Without a MareNostrum, a hull designer needs to build models for wind tunnel testing, with one that isn’t necessary, because it has been shown that when MareNostrum says “This is the best shape for that part of the hull.” wind tunnel tests confirm that. The supercomputer was not involved in Desafio Espanol’s first boat, its second one is a big improvement, but that is not the only way that MareNostrum is giving the Spanish team an edge!

Wind shifts can cause havoc with results; that was made clear to all on the last day of Round Robin 2, when BMW Oracle opted for the wrong side of the course and went from leading ETNZ to well behind, in a matter of moments, thanks to a massive shift. So, it is hardly surprising to know that a great deal of store is placed on gathering and analysing weather data. To enable all the teams to have good weather information, America’s Cup Management has installed 21 weather buoys around the racecourse area. Each of those buoys transmits a continuous stream of wind and weather data. Every team has access to that data that, via software developed by the Meteorological Data Service, is displayed in real time as a graphic wind field laid over an electronic chart.

Thanks to MareNostrum, Desafio Espanol has something more, as Professor José Baldasano, Director of Earth Sciences at BSC, explained. Since those buoys were installed, the weather data has been fed into MareNostrum on a minute, by minute basis and the supercomputer has analysed all that data. The result is that when Karol Jablonski takes Desafio out, his crew has a shift by shift, gust by gust forecast of what the wind will do, throughout the entire period of the race!

Valencia weather  

We couldn’t resist asking Professor Baldasano whether the much criticised Valencia weather, of Round Robin 1, was unusual.

“Yes and no,” he smiled “March and April are transition months and it is very difficult, even for MareNostrum, to make accurate predictions in a period of transition.”

The average wind forecasts that were a factor leading to Valencia being chosen as the 32nd America’s Cup venue were correct, but what Professor Baldasano pointed out was that those forecasts were based on broad data, for the Valencia region, not on the highly specific data, which is now available for the actual race courses and from a network of land based stations, which are essential to sea breeze prediction.
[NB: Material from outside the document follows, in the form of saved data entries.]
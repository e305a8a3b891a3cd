//! Command-line surface: `deploy`/`destroy`/`check`/`optimize` act on
//! one twin project; `list-projects`/`create-project`/`set-project`
//! are a thin convenience layer over `~/.twin2mc/projects.json` so a
//! user juggling several twins doesn't have to pass `--project-path`
//! on every invocation.

use std::collections::BTreeMap;
use std::fs;
use std::path::{Path, PathBuf};

use clap::{Parser, Subcommand};
use serde::{Deserialize, Serialize};

use crate::error::{DeployerError, Result};

#[derive(Parser, Debug)]
#[command(name = "twin2mc", about = "Multi-cloud IoT digital twin deployer and cost optimizer")]
pub struct CliArgs {
    #[command(subcommand)]
    pub command: Command,

    /// Twin project directory. Defaults to the registry's active project.
    #[arg(long, global = true)]
    pub project_path: Option<PathBuf>,
}

#[derive(Subcommand, Debug)]
pub enum Command {
    /// Deploy every layer the twin's config assigns a provider to.
    Deploy,
    /// Destroy every deployed layer, then sweep for orphaned resources.
    Destroy {
        #[arg(long)]
        dry_run: bool,
    },
    /// Report per-layer deployment state without mutating anything.
    Check,
    /// Run the cheapest-path cost optimizer against a pricing snapshot.
    Optimize {
        /// Path to a JSON pricing snapshot (see `optimizer::PricingSnapshot`).
        #[arg(long)]
        pricing_file: PathBuf,
        #[arg(long, default_value = "USD")]
        currency: String,
    },
    /// List every project in the registry.
    ListProjects,
    /// Register a new project and make it the active one.
    CreateProject {
        name: String,
        path: PathBuf,
    },
    /// Switch the active project.
    SetProject {
        name: String,
    },
}

/// One registered twin project: a name and the directory holding its
/// `config.json` and friends.
#[derive(Debug, Clone, Serialize, Deserialize)]
pub struct ProjectEntry {
    pub name: String,
    pub path: PathBuf,
}

#[derive(Debug, Clone, Default, Serialize, Deserialize)]
struct ProjectRegistryFile {
    active: Option<String>,
    #[serde(default)]
    projects: BTreeMap<String, PathBuf>,
}

pub struct ProjectRegistry {
    file_path: PathBuf,
    data: ProjectRegistryFile,
}

impl ProjectRegistry {
    /// Loads `~/.twin2mc/projects.json`, or an empty registry if it
    /// doesn't exist yet — the file is created on first write, not on load.
    pub fn load() -> Result<Self> {
        let file_path = registry_path()?;
        let data = if file_path.exists() {
            let raw = fs::read_to_string(&file_path)?;
            serde_json::from_str(&raw)?
        } else {
            ProjectRegistryFile::default()
        };
        Ok(Self { file_path, data })
    }

    fn save(&self) -> Result<()> {
        if let Some(parent) = self.file_path.parent() {
            fs::create_dir_all(parent)?;
        }
        let raw = serde_json::to_string_pretty(&self.data)?;
        fs::write(&self.file_path, raw)?;
        Ok(())
    }

    pub fn create(&mut self, name: &str, path: &Path) -> Result<()> {
        let canonical = path.canonicalize().unwrap_or_else(|_| path.to_path_buf());
        self.data.projects.insert(name.to_string(), canonical);
        self.data.active = Some(name.to_string());
        self.save()
    }

    pub fn set_active(&mut self, name: &str) -> Result<()> {
        if !self.data.projects.contains_key(name) {
            return Err(DeployerError::configuration(
                format!("no project named '{name}' (use create-project first)"),
                self.file_path.display().to_string(),
            ));
        }
        self.data.active = Some(name.to_string());
        self.save()
    }

    pub fn list(&self) -> Vec<ProjectEntry> {
        self.data
            .projects
            .iter()
            .map(|(name, path)| ProjectEntry {
                name: name.clone(),
                path: path.clone(),
            })
            .collect()
    }

    pub fn active_path(&self) -> Result<PathBuf> {
        let name = self.data.active.as_ref().ok_or_else(|| {
            DeployerError::configuration("no active project set (use create-project or set-project)", self.file_path.display().to_string())
        })?;
        self.data
            .projects
            .get(name)
            .cloned()
            .ok_or_else(|| DeployerError::configuration(format!("active project '{name}' is not registered"), self.file_path.display().to_string()))
    }

    pub fn active_name(&self) -> Option<&str> {
        self.data.active.as_deref()
    }
}

fn registry_path() -> Result<PathBuf> {
    let home = std::env::var("HOME").map_err(|_| DeployerError::Other("HOME is not set".into()))?;
    Ok(PathBuf::from(home).join(".twin2mc").join("projects.json"))
}

#[cfg(test)]
mod tests {
    use super::*;

    #[test]
    fn create_project_becomes_active() {
        let dir = tempfile::tempdir().unwrap();
        let mut registry = ProjectRegistry {
            file_path: dir.path().join("projects.json"),
            data: ProjectRegistryFile::default(),
        };
        registry.create("demo", dir.path()).unwrap();
        assert_eq!(registry.active_name(), Some("demo"));
        assert!(registry.active_path().is_ok());
    }

    #[test]
    fn set_project_rejects_unknown_name() {
        let dir = tempfile::tempdir().unwrap();
        let mut registry = ProjectRegistry {
            file_path: dir.path().join("projects.json"),
            data: ProjectRegistryFile::default(),
        };
        assert!(registry.set_active("ghost").is_err());
    }

    #[test]
    fn list_reflects_created_projects() {
        let dir = tempfile::tempdir().unwrap();
        let mut registry = ProjectRegistry {
            file_path: dir.path().join("projects.json"),
            data: ProjectRegistryFile::default(),
        };
        registry.create("a", dir.path()).unwrap();
        assert_eq!(registry.list().len(), 1);
    }
}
In addition, during a transition period, averages tend to be just that – a daily average of 10 knots may be the result of 1 day with a 20 knot wind and 1 day with 0 knots of wind, so it is pretty meaningless in terms of forecasting actual racecourse conditions.

Summing up, Professor Baldasano said “Yes, the succession of almost windless days in April was unusual, but not that unusual.”

From now on, Valencia conditions should be very predictable, so the data MareNostrum supplies to Desafio Espanol will be very, very accurate and that could give the home team a big edge.